• Part of a roofline shows from one building. Trees with fall color leaves on them fill most of the photo. A lamp-post is near center of the photo.

    Harpers Ferry Center

Interpretive Media Selection

Interpretive media selection is as much art as science. There is rarely only one way to achieve a goal. Involving specialists in key media is highly recommended. Each situation has its own particular mix of factors to consider. Some of the most important elements in a media decision are: message, audience, and resources.

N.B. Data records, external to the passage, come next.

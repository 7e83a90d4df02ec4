//! Robust statistics for the cross-exchange aggregation: median, MAD
//! outlier filtering, per-venue weight capping and the VWAP itself.
//!
//! Everything operates on exact rationals; the only truncation happens when
//! the final VWAP is rendered.

use std::collections::HashMap;

use num_rational::BigRational;
use num_traits::Zero;

use super::ExchangePrice;

/// Median of a non-empty set of rationals.
pub fn median(values: &[BigRational]) -> BigRational {
    let mut sorted = values.to_vec();
    sorted.sort();
    let mid = sorted.len() / 2;
    if sorted.len() % 2 == 1 {
        sorted[mid].clone()
    } else {
        (&sorted[mid - 1] + &sorted[mid]) / BigRational::from_integer(2.into())
    }
}

/// Median absolute deviation around `center`.
pub fn median_absolute_deviation(values: &[BigRational], center: &BigRational) -> BigRational {
    let deviations: Vec<BigRational> = values
        .iter()
        .map(|v| {
            let d = v - center;
            if d < BigRational::zero() {
                -d
            } else {
                d
            }
        })
        .collect();
    median(&deviations)
}

/// Keep samples inside the tighter of the MAD envelope and the tolerance
/// envelope: `lower = max(m·(1−tol), m−k·d)`, `upper = min(m·(1+tol), m+k·d)`.
///
/// With a collapsed MAD (all prices equal) the MAD envelope degenerates to
/// the median itself and only equal prices survive, which is the correct
/// no-op. The combination never widens the tolerance envelope.
pub fn filter_outliers(
    samples: &[ExchangePrice],
    tolerance_percent: &BigRational,
    mad_multiplier: &BigRational,
) -> Vec<ExchangePrice> {
    if samples.is_empty() {
        return Vec::new();
    }
    let prices: Vec<BigRational> = samples.iter().map(|s| s.price.clone()).collect();
    let m = median(&prices);
    let d = median_absolute_deviation(&prices, &m);

    let hundred = BigRational::from_integer(100.into());
    let tol = tolerance_percent / &hundred;
    let one = BigRational::from_integer(1.into());
    let mad_span = mad_multiplier * &d;

    let lower = (&m * (&one - &tol)).max(&m - &mad_span);
    let upper = (&m * (&one + &tol)).min(&m + &mad_span);

    samples
        .iter()
        .filter(|s| s.price >= lower && s.price <= upper)
        .cloned()
        .collect()
}

/// Scale down any venue whose summed volume exceeds
/// `max_weight_percent/100 · total_volume`, proportionally across its
/// samples.
pub fn cap_exchange_weight(
    samples: &[ExchangePrice],
    max_weight_percent: &BigRational,
    total_volume: &BigRational,
) -> Vec<ExchangePrice> {
    let hundred = BigRational::from_integer(100.into());
    let cap = max_weight_percent / &hundred * total_volume;

    let mut venue_volume: HashMap<&str, BigRational> = HashMap::new();
    for sample in samples {
        *venue_volume
            .entry(sample.exchange.as_str())
            .or_insert_with(BigRational::zero) += &sample.volume;
    }

    samples
        .iter()
        .map(|sample| {
            let venue = &venue_volume[sample.exchange.as_str()];
            if venue > &cap && !venue.is_zero() {
                let mut capped = sample.clone();
                capped.volume = &sample.volume * &cap / venue;
                capped
            } else {
                sample.clone()
            }
        })
        .collect()
}

/// Whether `max_price / min_price` exceeds `1 + max_spread_percent/100`.
pub fn spread_exceeded(samples: &[ExchangePrice], max_spread_percent: &BigRational) -> bool {
    let Some(min) = samples.iter().map(|s| &s.price).min() else {
        return false;
    };
    let max = samples.iter().map(|s| &s.price).max().unwrap();
    if min.is_zero() {
        return true;
    }
    let hundred = BigRational::from_integer(100.into());
    let limit = BigRational::from_integer(1.into()) + max_spread_percent / &hundred;
    max / min > limit
}

/// `Σ(price·volume) / Σ(volume)` with the total, or `None` when the total
/// volume is zero.
pub fn vwap(samples: &[ExchangePrice]) -> Option<(BigRational, BigRational)> {
    let mut total = BigRational::zero();
    let mut weighted = BigRational::zero();
    for sample in samples {
        total += &sample.volume;
        weighted += &sample.price * &sample.volume;
    }
    if total.is_zero() {
        return None;
    }
    Some((&weighted / &total, total))
}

What is to be communicated affects the method of communication, and vice-versa. Is the message simple or complex? Is it an abstract concept that can only be presented verbally or are there graphic components? Does the concept require a specific sequence or chronology to be understood? Is it helpful or necessary to involve many senses? How can we make the messages attractive, compelling, and relevant? What priority does this information have in relation to the overall interpretive program? Should the message be experienced in addition to – or rather than – learned didactically? What are the desired outcomes of this communication?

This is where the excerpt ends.